A quell’epoca, le regioni attraverso cui si snodava la Via della Seta erano relativamente pacifiche, e non conoscevano i problemi di ‘geopolitica’, ‘geo-economia’, ‘minacce militari’, né il problema del terrorismo che oggi attanaglia l’Asia centrale, l’Afghanistan e altri Paesi, per non parlare poi del ‘terrorismo internazionale’”.

LA NUOVA VIA DELLA SETA

 


 

Con la nuova via della seta, da un punto di vista diplomatico, la Cina si prefigge cinque obiettivi fondamentali: il coordinamento politico, l’incremento della connettività e dei flussi commerciali fra i paesi, l’integrazione finanziaria e culturale tra i diversi paesi.

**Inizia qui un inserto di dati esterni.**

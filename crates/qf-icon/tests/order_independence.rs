use proptest::prelude::*;
use qf_faction::{FactionDescriptor, Ring};
use qf_icon::IconComposer;

const POOL: [&str; 5] = ["a", "b", "c", "d", "e"];

fn faction(idx: usize, terms: &[(usize, usize, i32)]) -> FactionDescriptor {
    let mut descriptor = FactionDescriptor::new(format!("faction-{idx}"), Ring::First, POOL);
    for &(source, target, weight) in terms {
        // quarter steps keep every partial sum exact
        let value = f64::from(weight) * 0.25;
        descriptor = descriptor
            .with_self_energy(POOL[source], value)
            .with_hamiltonian(POOL[source], POOL[target], value)
            .with_lindblad_out(POOL[source], POOL[target], value.abs())
            .with_decoherence(POOL[target], value);
    }
    descriptor
}

proptest! {
    #[test]
    fn summed_fields_ignore_order(
        terms in prop::collection::vec(
            prop::collection::vec((0usize..5, 0usize..5, -8i32..8), 0..6),
            1..5,
        ),
        rotation in 0usize..5,
    ) {
        let factions: Vec<FactionDescriptor> = terms
            .iter()
            .enumerate()
            .map(|(idx, t)| faction(idx, t))
            .collect();
        let forward: Vec<&FactionDescriptor> = factions.iter().collect();
        let mut rotated = forward.clone();
        let len = rotated.len();
        rotated.rotate_left(rotation % len);

        let a = IconComposer::compose(&forward);
        let b = IconComposer::compose(&rotated);
        prop_assert_eq!(a.len(), b.len());
        for icon in a.iter() {
            let other = b.get(icon.symbol.as_str()).expect("same symbols");
            prop_assert_eq!(icon.self_energy, other.self_energy);
            prop_assert_eq!(&icon.hamiltonian, &other.hamiltonian);
            prop_assert_eq!(&icon.lindblad_outgoing, &other.lindblad_outgoing);
            prop_assert_eq!(icon.decoherence, other.decoherence);
        }
    }
}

Il progetto ONE BELT ONE ROAD (OBOR) prevede il rilancio in chiave contemporanea della STORICA VIA DELLA SETA.

Percorso della nuova via della seta

 

Percorso terrestre

Comprensivo di tre diverse rotte atte a connettere la Cina con Europa, Medio Oriente e Sud-est asiatico.

Percorso marittimo

Diviso in due rotte – una che dalla Cina si snoda attraverso l’Oceano Indiano, il Mar Rosso e infine si collega all’Europa, l’altra che connette Pechino con le isole del Pacifico attraverso il mare di Cina.

L’idea di costruire una via che potesse potenziare i flussi commerciali fu proposta dal presidente cinese XI JINPING nel settembre 2013 durante un discorso tenuto alla Nazarbayev University in Kazakistan, e successivamente durante una visita al parlamento indonesiano. In tali occasioni “XI” auspicava la creazione di una tratta commerciale che potesse permettere di stringere profondi legami economici e di rinsaldare la cooperazione fra i paesi beneficiari al fine di facilitare lo sviluppo della zona eurasiatica.

ONE BELT, ONE ROAD –


Cosa prevede la nuova via della seta?

L’iniziativa One Belt One Road (OBOR) è supervisionata dalla Commissione nazionale di sviluppo e riforma, dal ministro degli affari esteri e dal ministro del commercio. L’OBOR ricopre un ruolo primario nei piani del governo di Pechino in quanto fattore coadiuvante agli obiettivi di lungo periodo di raddoppiamento del PIL e di creazione di nuovi legami internazionali, già enunciati a marzo 2016 con la pubblicazione del 13° piano quinquennale.

Le Rotte Commerciali

Il progetto prevede la creazione di nuove tratte commerciali e il potenziamento di quelle già esistenti. Le rotte terrestri di riferimento sono tre:

1.una delle vie terrestri parte da Xi’an (la prima delle quattro antiche capitali Cinesi), città situata nel centro del paese, e si snoda attraverso il centro dell’Asia, ossia attraverso Kazakhistan, Russia (Mosca) e dirigendosi infine nel Mar Baltico;

2.Da Xi’an inizia un secondo percorso terrestre che attraversa il Medio Oriente, nello specifico Islamabad (Pakistan), Teheran (Iran), Istanbul (Turchia);

3.Infine una terzia via parte da Kunming a attraversa il sudest asiatico, attraverso paesi quali Tailandia e Myanmar, finendo la sua corsa a Delhi in India.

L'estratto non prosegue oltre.